Xiaoyao San against depression via glia-mediated neuroinflammation using network pharmacology and experimental validation.

Abstract

Xiaoyao San (XYS) has been proven effective in treating depression, but its underlying mechanisms remain to be elucidated. This study aims to explore the key phytochemicals and mechanisms of the anti-depressant effects of XYS. We focus on the 16 blood compounds of XYS identified through the UPLC-MS/MS method. We also validated the results of the network pharmacology analysis using an lipopolysaccharide (LPS)-induced depression mouse model and the BV2 microglial cell line.
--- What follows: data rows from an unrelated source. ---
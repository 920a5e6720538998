//! The structural instruction handlers: `add`, `replace`, `update`, `remove` and `removeAll`.

use crate::{
	compose::Composer,
	dom::{Dom, Target, SVG_NAMESPACE},
	error::{Error, Result},
	instruction::{ComponentSpec, MessageContext, Namespace, NodeKind, Placement, Position},
};
use tracing::{error, instrument, trace, trace_span, warn};

pub struct TreeBuilder<'a, D: Dom> {
	pub composer: Composer<'a, D>,
}

/// How a spec is looked up in the document.
#[derive(Debug, Clone, PartialEq, Eq)]
struct Locator {
	selector: String,
	/// Only the first match counts, as for ids.
	single: bool,
}

impl Locator {
	/// By `id`, then `selector`, then `name`, then element type.
	fn for_spec<N>(spec: &ComponentSpec<N>) -> Option<Self> {
		if let Some(id) = &spec.id {
			return Some(Self {
				selector: format!("[id=\"{}\"]", escape_css_string(id)),
				single: true,
			});
		}
		if let Some(selector) = &spec.selector {
			return Some(Self {
				selector: selector.clone(),
				single: false,
			});
		}
		if let Some(name) = &spec.name {
			return Some(Self {
				selector: format!("[name=\"{}\"]", escape_css_string(name)),
				single: false,
			});
		}
		match &spec.kind {
			Some(NodeKind::Element(tag)) => Some(Self {
				selector: tag.clone(),
				single: false,
			}),
			Some(NodeKind::Svg) => Some(Self {
				selector: "svg".to_owned(),
				single: false,
			}),
			// A generic wrapper doesn't identify anything.
			Some(NodeKind::Html) | None => None,
		}
	}
}

fn escape_css_string(value: &str) -> String {
	value.replace('\\', "\\\\").replace('"', "\\\"")
}

impl<'a, D: Dom> TreeBuilder<'a, D> {
	/// Creates, composes and inserts each component. Returns how many were added.
	#[instrument(skip(self, dom, placement))]
	pub fn add(&self, dom: &mut D, placement: &Placement<D::Node>) -> usize {
		placement.components.iter().filter(|spec| self.add_component(dom, spec, placement).is_some()).count()
	}

	fn add_component(&self, dom: &mut D, spec: &ComponentSpec<D::Node>, placement: &Placement<D::Node>) -> Option<D::Node> {
		let (node, namespace) = match self.create_root(dom, spec) {
			Ok(created) => created,
			Err(error) => {
				error!(%error, "Skipping component.");
				return None;
			}
		};
		self.composer.compose(dom, &node, spec, placement.context.payload.as_ref());

		let parent = match self.resolve_parent(dom, spec, placement) {
			Ok(parent) => parent,
			Err(error) => {
				error!(%error, "Skipping component.");
				return None;
			}
		};
		if let Err(error) = insert_at(dom, &parent, &node, spec.position) {
			error!(%error, "Failed to insert component.");
			return None;
		}

		if !spec.components.is_empty() {
			self.extend(dom, &node, &spec.components, namespace);
		}
		Some(node)
	}

	/// Creates the node for a top-level component, per its `type`.
	fn create_root(&self, dom: &mut D, spec: &ComponentSpec<D::Node>) -> Result<(D::Node, Namespace)> {
		match &spec.kind {
			None => Err(Error::InvalidInstruction("Component has no type".to_owned())),
			Some(NodeKind::Html) => Ok((dom.create_element("div")?, Namespace::Html)),
			Some(NodeKind::Svg) => Ok((dom.create_element_ns(SVG_NAMESPACE, "svg")?, Namespace::Svg)),
			Some(NodeKind::Element(tag)) => Ok((dom.create_element(tag)?, Namespace::Dom)),
		}
	}

	/// Parent node reference on the component, then on the instruction, then parent selector on the component, then on the instruction, then `<body>`.
	fn resolve_parent(&self, dom: &D, spec: &ComponentSpec<D::Node>, placement: &Placement<D::Node>) -> Result<D::Node> {
		if let Some(parent) = &spec.parent_el {
			return Ok(parent.clone());
		}
		if let Some(Target::Node(parent)) = &placement.parent {
			return Ok(parent.clone());
		}
		let selector = spec.parent.as_deref().or(match &placement.parent {
			Some(Target::Selector(selector)) => Some(selector.as_str()),
			_ => None,
		});
		match selector {
			Some(selector) => dom.query_selector(None, selector)?.ok_or_else(|| Error::NotFound(format!("parent {:?}", selector))),
			None => {
				trace!("No parent specified. Using <body>.");
				Ok(dom.body())
			}
		}
	}

	/// Builds `children` under `parent`, which was created in `inherited` namespace.
	///
	/// Under [`Namespace::Html`], children aren't nodes: their slots replace the parent's content.
	#[instrument(skip(self, dom, children))]
	pub fn extend(&self, dom: &mut D, parent: &D::Node, children: &[ComponentSpec<D::Node>], inherited: Namespace) {
		for child in children {
			if inherited == Namespace::Html {
				self.replace_parent_content(dom, parent, child);
				if !child.components.is_empty() {
					self.extend(dom, parent, &child.components, Namespace::Html);
				}
				continue;
			}

			let namespace = match &child.kind {
				Some(kind @ (NodeKind::Html | NodeKind::Svg)) => kind.namespace(),
				_ => inherited,
			};
			let created = match (&child.kind, namespace) {
				(None, _) => Err(Error::InvalidInstruction("Nested component has no type".to_owned())),
				(Some(NodeKind::Svg), _) => dom.create_element_ns(SVG_NAMESPACE, "svg"),
				(Some(NodeKind::Element(tag)), Namespace::Svg) => dom.create_element_ns(SVG_NAMESPACE, tag),
				(Some(NodeKind::Html), _) => dom.create_element("div"),
				(Some(NodeKind::Element(tag)), _) => dom.create_element(tag),
			};
			let node = match created {
				Ok(node) => node,
				Err(error) => {
					error!(%error, "Skipping nested component.");
					continue;
				}
			};

			self.composer.compose(dom, &node, child, None);
			if let Err(error) = dom.append_child(parent, &node) {
				error!(%error, "Failed to append nested component.");
				continue;
			}
			if !child.components.is_empty() {
				self.extend(dom, &node, &child.components, namespace);
			}
		}
	}

	fn replace_parent_content(&self, dom: &mut D, parent: &D::Node, child: &ComponentSpec<D::Node>) {
		let content = self.composer.content;
		if let Some(slot) = child.slot.as_ref().filter(|slot| !slot.is_null()) {
			if let Err(error) = content.replace_content(dom, parent, &crate::compose::value_text(slot)) {
				error!(%error, "Failed to replace content.");
			}
		}
		if let Some(markdown) = &child.slot_markdown {
			if let Err(error) = content.replace_content(dom, parent, &content.render_markdown(markdown)) {
				error!(%error, "Failed to replace content.");
			}
		}
	}

	/// Swaps each located node for a freshly built one. Components that locate nothing are added instead.
	#[instrument(skip(self, dom, placement))]
	pub fn replace(&self, dom: &mut D, placement: &Placement<D::Node>) -> usize {
		let mut count = 0;
		for spec in &placement.components {
			let existing = match Locator::for_spec(spec).map(|locator| dom.query_selector(None, &locator.selector)) {
				Some(Ok(existing)) => existing,
				Some(Err(error)) => {
					warn!(%error, "Could not look up component to replace. Adding it instead.");
					None
				}
				None => None,
			};
			let Some(existing) = existing else {
				trace!("Nothing to replace. Adding.");
				count += usize::from(self.add_component(dom, spec, placement).is_some());
				continue;
			};

			let span = trace_span!("Replacing", node = ?existing);
			let _enter = span.enter();
			let (node, namespace) = match self.create_root(dom, spec) {
				Ok(created) => created,
				Err(error) => {
					error!(%error, "Skipping component.");
					continue;
				}
			};
			self.composer.compose(dom, &node, spec, placement.context.payload.as_ref());
			if !spec.components.is_empty() {
				self.extend(dom, &node, &spec.components, namespace);
			}
			match dom.replace_with(&existing, &node) {
				Ok(()) => count += 1,
				Err(error) => error!(%error, "Failed to swap in the replacement."),
			}
		}
		count
	}

	/// Composes every node each component locates. Nested components are applied as further updates scoped to each match.
	///
	/// Components that locate nothing are skipped.
	#[instrument(skip(self, dom, placement))]
	pub fn update(&self, dom: &mut D, placement: &Placement<D::Node>) -> usize {
		let scope = match &placement.parent {
			None => None,
			Some(Target::Node(node)) => Some(node.clone()),
			Some(Target::Selector(selector)) => match dom.query_selector(None, selector) {
				Ok(Some(scope)) => Some(scope),
				Ok(None) => {
					warn!(parent = selector.as_str(), "Update parent not found. Skipping.");
					return 0;
				}
				Err(error) => {
					warn!(%error, "Skipping update.");
					return 0;
				}
			},
		};

		let mut count = 0;
		for spec in &placement.components {
			let Some(locator) = Locator::for_spec(spec) else {
				warn!("Component has neither id, selector, name nor type to update by. Skipping.");
				continue;
			};
			let mut matches = match dom.query_selector_all(scope.as_ref(), &locator.selector) {
				Ok(matches) => matches,
				Err(error) => {
					warn!(%error, "Skipping component.");
					continue;
				}
			};
			if locator.single {
				matches.truncate(1);
			}
			if matches.is_empty() {
				warn!(selector = locator.selector.as_str(), "Nothing to update. Skipping.");
				continue;
			}

			for node in &matches {
				self.composer.compose(dom, node, spec, placement.context.payload.as_ref());
				if !spec.components.is_empty() {
					self.update(
						dom,
						&Placement {
							components: spec.components.clone(),
							parent: Some(Target::Node(node.clone())),
							context: MessageContext::default(),
						},
					);
				}
			}
			count += matches.len();
		}
		count
	}

	/// Removes the first (`all == false`) or every match of each selector. Missing matches are not an error.
	#[instrument(skip(self, dom))]
	pub fn remove(&self, dom: &mut D, selectors: &[String], all: bool) -> usize {
		let mut count = 0;
		for selector in selectors {
			let found = if all {
				dom.query_selector_all(None, selector)
			} else {
				dom.query_selector(None, selector).map(|found| found.into_iter().collect())
			};
			match found {
				Ok(found) if found.is_empty() => trace!(selector = selector.as_str(), "Nothing to remove."),
				Ok(found) => {
					for node in &found {
						dom.remove(node);
					}
					count += found.len();
				}
				Err(error) => trace!(selector = selector.as_str(), %error, "Could not remove."),
			}
		}
		count
	}
}

/// # Errors
///
/// Iff the insertion fails.
pub fn insert_at<D: Dom>(dom: &mut D, parent: &D::Node, node: &D::Node, position: Position) -> Result<()> {
	match position {
		Position::First => dom.prepend_child(parent, node),
		Position::Index(index) => {
			let reference = dom.children(parent).into_iter().nth(index);
			dom.insert_before(parent, node, reference.as_ref())
		}
		Position::Last => dom.append_child(parent, node),
	}
}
In silico prediction, atractylenolide I, ferulic acid, kaempferol, quercetin, and vanillic acid exhibit good oral bioavailability, safety, and ADMET properties. The results of GSEA and GO enrichment analysis showed that neuroinflammation is the key mechanism of the anti-depressant effect of XYS. Kaempferol, quercetin, atractylenolide II, z-ligustilide, paeoniflorin, saikosaponin A, atractylenolide III and glycyrrhizic acid (GA) were identified as the main phytochemicals targeting neuroinflammation. XYS gavage treatment significantly ameliorated LPS-induced depressive-like behaviors in mice by reducing neuroinflammation (microglial activation) in the prefrontal cortex. The reduction of LPS-induced pro-inflammatory cytokine levels by GA was also validated in BV2 cells, and its mechanism is associated with JNK pathway. The phytochemicals of XYS exhibit favorable safety and pharmacological parameters, with targeting neuroinflammation being the key mechanism underlying its anti-depressant effects.